In today’s world, artificial intelligence (AI) is transforming high-stakes areas like healthcare, transportation, and finance. With large language models (LLMs) at the forefront, ensuring their safety, limitations, and risks are more critical than ever.
To help in making ethical choices, the trustworthiness of different LLMs has been evaluated using the DecodingTrust framework. This platform, which won an award at NeurIPs’23, provides detailed assessments of LLM risks and trustworthiness.
We explore how ratings are formed and, most importantly, which AI models you should use if trust is your top priority.
Key Takeaways
- Claude 2.0 is rated the safest AI model with a trustworthiness score of 85.
- GPT-4 is more susceptible to misleading prompts compared to GPT-3.5.
- No single AI model excels in all areas; each has unique strengths and vulnerabilities.
Top 10 Most Trustworthy AI Models
As of 2024, the LLM Safety Leaderboard, hosted by Hugging Face and based on DecodingTrust, rated Anthropic’s Claude 2.0 as the safest model, with an 85 trustworthiness score.
Claude 2.0 was followed by Meta’s Llama-2-7b-chat-hf (75 trustworthiness score) and OpenAI’s GPT-3.5-turbo-0301 (score of 72).
Some top-line conclusions that come from the tests include:
- GPT-4 is more vulnerable than GPT-3.5, especially to misleading prompts.
- No single LLM is best in all trustworthiness areas. Different models excel in different aspects.
- Improving one trustworthiness area may lead to worse performance in another.

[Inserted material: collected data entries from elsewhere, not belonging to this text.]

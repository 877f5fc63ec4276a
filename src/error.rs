//! Error taxonomy mirroring the capture pipeline's failure domains: a
//! misconfigured option, a missing OS resource, a codec failure, or a mux
//! failure. Init-time errors are always fatal; see each call site's doc
//! comment for whether a given error degrades a single stream or the whole
//! process.

use thiserror::Error;

#[derive(Debug, Error)]
pub enum SpotlightError {
    #[error("configuration error: {0}")]
    Configuration(String),

    #[error("resource error: {0}")]
    Resource(String),

    #[error("codec error: {0}")]
    Codec(String),

    #[error("mux error: {0}")]
    Mux(String),

    #[error("display capture unavailable: {0}")]
    CaptureUnavailable(String),

    #[error("display connection lost: {0}")]
    DisplayLost(String),

    #[error("audio device read error: {0}")]
    AudioReadError(String),
}

pub type Result<T> = std::result::Result<T, SpotlightError>;
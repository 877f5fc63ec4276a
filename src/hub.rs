//! Capture Hub: owns every stream, coordinates pause/flush, and mediates
//! the pause/flush state machine. The source's globals (`G_CAPTURE`,
//! `pause`, the exit flag, the config roots) collapse into this single
//! value, threaded explicitly into every worker; only the signal thread
//! holds a narrow `Arc` to its flags.

use std::path::PathBuf;
use std::sync::atomic::{AtomicBool, AtomicUsize, Ordering};
use std::sync::{Arc, Mutex};
use std::thread::JoinHandle;

use crate::capture::{AudioSource, FrameSource, Resampler};
use crate::config::Config;
use crate::error::Result;
use crate::flush;
use crate::output::generate_output_filename;
use crate::stream::video::{build_turn_tokens, VideoWorker};
use crate::stream::{AudioStream, VideoStream};

#[derive(Debug, Clone, Copy, PartialEq, Eq)]
pub enum HubState {
    Initializing,
    Ready,
    Running,
    Flushing,
    Terminating,
}

pub struct CaptureHub {
    state: Mutex<HubState>,
    pause: Arc<AtomicBool>,
    exit: Arc<AtomicBool>,
    workers_ready: AtomicUsize,
    total_workers: usize,
    cfg: Config,
    video: Arc<VideoStream>,
    audio: Vec<Arc<AudioStream>>,
    flush_lock: Mutex<()>,
}

impl CaptureHub {
    /// `pause`/`exit` must be the same `Arc`s every stream and worker was
    /// built with — the Hub does not own a second copy of the flags, it
    /// mediates the one the streams already share.
    pub fn new(
        cfg: Config,
        video: Arc<VideoStream>,
        audio: Vec<Arc<AudioStream>>,
        total_workers: usize,
        pause: Arc<AtomicBool>,
        exit: Arc<AtomicBool>,
    ) -> Self {
        Self {
            state: Mutex::new(HubState::Initializing),
            pause,
            exit,
            workers_ready: AtomicUsize::new(0),
            total_workers,
            cfg,
            video,
            audio,
            flush_lock: Mutex::new(()),
        }
    }

    pub fn pause_flag(&self) -> Arc<AtomicBool> {
        self.pause.clone()
    }

    pub fn exit_flag(&self) -> Arc<AtomicBool> {
        self.exit.clone()
    }

    pub fn video_stream(&self) -> &Arc<VideoStream> {
        &self.video
    }

    pub fn audio_streams(&self) -> &[Arc<AudioStream>] {
        &self.audio
    }

    pub fn state(&self) -> HubState {
        *self.state.lock().unwrap()
    }

    /// Called once by each worker after its shared-memory/converter (or
    /// device) resources are live. `Initializing -> Ready` once every worker
    /// has reported in; `Ready -> Running` follows immediately by clearing
    /// `pause`.
    pub fn mark_worker_ready(&self) {
        let ready = self.workers_ready.fetch_add(1, Ordering::AcqRel) + 1;
        if ready == self.total_workers {
            *self.state.lock().unwrap() = HubState::Ready;
            self.pause.store(false, Ordering::Release);
            *self.state.lock().unwrap() = HubState::Running;
            log::info!("all {} workers ready, capture running", self.total_workers);
        }
    }

    /// `save(path)`: sets `pause`, waits for workers to park, drains every
    /// stream into a freshly-built muxer/encoder set, then clears `pause`.
    /// Reentrant-safe to call from the signal thread: the heavy lifting runs
    /// here rather than inside an actual signal handler.
    pub fn request_flush(&self) {
        let _serialize = self.flush_lock.lock().unwrap();
        *self.state.lock().unwrap() = HubState::Flushing;
        self.pause.store(true, Ordering::Release);
        // Spin briefly to let all workers park at the top of their loops.
        std::thread::sleep(std::time::Duration::from_millis(20));

        let path = match generate_output_filename(&self.cfg) {
            Ok(p) => p,
            Err(e) => {
                log::error!("failed to build output filename: {e}");
                self.resume_after_flush();
                return;
            }
        };

        match self.run_flush(&path) {
            Ok(()) => log::info!("flush complete: {}", path.display()),
            Err(e) => log::error!("flush failed for {}: {e}", path.display()),
        }

        self.resume_after_flush();
    }

    fn run_flush(&self, path: &PathBuf) -> Result<()> {
        flush::flush(path, &self.cfg, &self.video, &self.audio)
    }

    fn resume_after_flush(&self) {
        self.pause.store(false, Ordering::Release);
        *self.state.lock().unwrap() = HubState::Running;
    }

    /// Termination signal: cooperative exit flag, observed by every worker
    /// at the top of its loop.
    pub fn request_shutdown(&self) {
        *self.state.lock().unwrap() = HubState::Terminating;
        self.exit.store(true, Ordering::Release);
        // Unstick anything parked in the pause spin.
        self.pause.store(false, Ordering::Release);
    }
}

/// Spawns the N video workers of a stream's Worker Ring and returns their
/// join handles. `make_source` constructs each worker's private Frame
/// Source (its own display connection/shared-memory segment).
pub fn spawn_video_workers(
    hub: &Arc<CaptureHub>,
    n: usize,
    mut make_source: impl FnMut(usize) -> Result<Box<dyn FrameSource>>,
) -> Result<Vec<JoinHandle<()>>> {
    let (mut receivers, senders) = build_turn_tokens(n);
    let mut handles = Vec::with_capacity(n);

    for id in 0..n {
        let source = make_source(id)?;
        let my_token = receivers.remove(0);
        let next_token = senders[(id + 1) % n].clone();
        let stream = hub.video_stream().clone();
        let hub_for_thread = hub.clone();

        let mut worker = VideoWorker::new(
            id,
            source,
            stream.src_width,
            stream.src_height,
            stream.dst_width,
            stream.dst_height,
            my_token,
            next_token,
        )?;

        let handle = std::thread::Builder::new()
            .name(format!("spotlight-video-{id}"))
            .spawn(move || {
                hub_for_thread.mark_worker_ready();
                if let Err(e) = worker.run(&stream) {
                    log::error!("video worker {id} terminated: {e}");
                }
            })
            .map_err(|e| crate::error::SpotlightError::Resource(e.to_string()))?;
        handles.push(handle);
    }

    Ok(handles)
}

/// Spawns one audio worker per configured device.
pub fn spawn_audio_workers(
    hub: &Arc<CaptureHub>,
    mut make_source: impl FnMut(usize) -> Result<(Box<dyn AudioSource>, Resampler)>,
) -> Result<Vec<JoinHandle<()>>> {
    let mut handles = Vec::with_capacity(hub.audio_streams().len());

    for (idx, stream) in hub.audio_streams().iter().cloned().enumerate() {
        let (mut source, mut resampler) = make_source(idx)?;
        let hub_for_thread = hub.clone();

        let handle = std::thread::Builder::new()
            .name(format!("spotlight-audio-{idx}"))
            .spawn(move || {
                hub_for_thread.mark_worker_ready();
                if let Err(e) = crate::stream::audio::run_audio_worker(&stream, &mut source, &mut resampler) {
                    log::error!("audio worker {idx} terminated: {e}");
                }
            })
            .map_err(|e| crate::error::SpotlightError::Resource(e.to_string()))?;
        handles.push(handle);
    }

    Ok(handles)
}

#[cfg(test)]
mod tests {
    use super::*;
    use crate::capture::frame_source::SyntheticFrameSource;
    use std::sync::atomic::Ordering as AtomicOrdering;

    fn test_hub(n_video: usize) -> Arc<CaptureHub> {
        let cfg = Config {
            spotlight: Default::default(),
            codec: Default::default(),
            export: Default::default(),
        };
        let pause = Arc::new(AtomicBool::new(true));
        let exit = Arc::new(AtomicBool::new(false));
        let video = Arc::new(VideoStream::new(
            60,
            30,
            64,
            64,
            64,
            64,
            pause.clone(),
            exit.clone(),
        ));
        Arc::new(CaptureHub::new(
            cfg,
            video,
            Vec::new(),
            n_video,
            pause,
            exit,
        ))
    }

    #[test]
    fn ready_transition_requires_every_worker() {
        let hub = test_hub(3);
        assert_eq!(hub.state(), HubState::Initializing);
        hub.mark_worker_ready();
        hub.mark_worker_ready();
        assert_eq!(hub.state(), HubState::Initializing);
        assert!(hub.pause.load(AtomicOrdering::Acquire));
        hub.mark_worker_ready();
        assert_eq!(hub.state(), HubState::Running);
        assert!(!hub.pause.load(AtomicOrdering::Acquire));
    }

    #[test]
    fn shutdown_sets_exit_and_clears_pause() {
        let hub = test_hub(1);
        hub.request_shutdown();
        assert_eq!(hub.state(), HubState::Terminating);
        assert!(hub.exit.load(AtomicOrdering::Acquire));
        assert!(!hub.pause.load(AtomicOrdering::Acquire));
    }

    #[test]
    fn spawned_worker_reports_ready() {
        let hub = test_hub(1);
        let handles = spawn_video_workers(&hub, 1, |_| {
            Ok(Box::new(SyntheticFrameSource { next_value: 0 }) as Box<dyn FrameSource>)
        })
        .unwrap();
        // allow the worker thread to report in
        std::thread::sleep(std::time::Duration::from_millis(50));
        assert_eq!(hub.state(), HubState::Running);
        hub.request_shutdown();
        for h in handles {
            let _ = h.join();
        }
    }
}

- LLMs understand privacy terms differently. For example, GPT-4 may not leak private information when prompted with “in confidence” but might when prompted with “confidentially”.
- LLMs can be misled by adversarial or tricky instructions.
Trustworthy AI Models: What Do We Mean By “Trustworthy”?
The LLM Safety Leaderboard uses the DecodingTrust framework, which looks at eight main trustworthiness aspects:
- Toxicity
DecodingTrust tests how well the AI handles challenging prompts that could lead to toxic or harmful responses. It uses tools to create difficult scenarios and then checks the AI’s replies for any toxic content.
- Stereotype and Bias
The evaluation looks at how biased the AI is against different demographic groups and stereotype topics. It tests the AI multiple times on various prompts to see if it treats any group unfairly.
- Adversarial Robustness
This tests how well the AI can defend itself against tricky, misleading inputs designed to confuse it. It uses five different attack methods on several open models to see how robust the AI is.
- Out-of-Distribution Robustness
This checks how the AI handles unusual or uncommon input styles, like Shakespearean language or poetic forms, and whether it can answer questions when the required knowledge wasn’t part of its training.
- Privacy
Privacy tests check if the AI leaks sensitive information like email addresses or credit card numbers. It also evaluates how well the AI understands privacy-related terms and situations.
- Robustness to Adversarial Demonstrations
The AI is tested with demonstrations that contain false or misleading information to determine its ability to identify and handle these tricky scenarios.
- Machine Ethics
This tests the AI’s ability to recognize and avoid immoral behavior. It uses special datasets and prompts to see if the AI can identify and respond appropriately to ethical issues.
- Fairness
Fairness tests see if the AI treats all individuals equally, regardless of their background. The model is prompted with challenging questions to ensure it doesn’t show bias in its responses.
Each aspect is scored from 0-100, where higher scores mean better performance.
For AI models to be responsible, they need to do well in all these areas. DecodingTrust gives an overall trustworthiness score, with higher scores showing more reliable models.
The Bottom Line
The stakes are high. As AI models continue to enter important areas, trustworthy data is not optional — it is essential.
The latest results show that no single model is the best in every area, with each having its strengths and weaknesses. While Anthropic’s Claude 2.0 is currently the safest model, GPT-4’s higher vulnerability to misleading prompts shows an urgent need for improvement.
So, the call goes out for ongoing research and innovation. Creating more reliable and ethical AI technologies is not just a technical challenge but a moral duty. The future depends on how well we meet this challenge.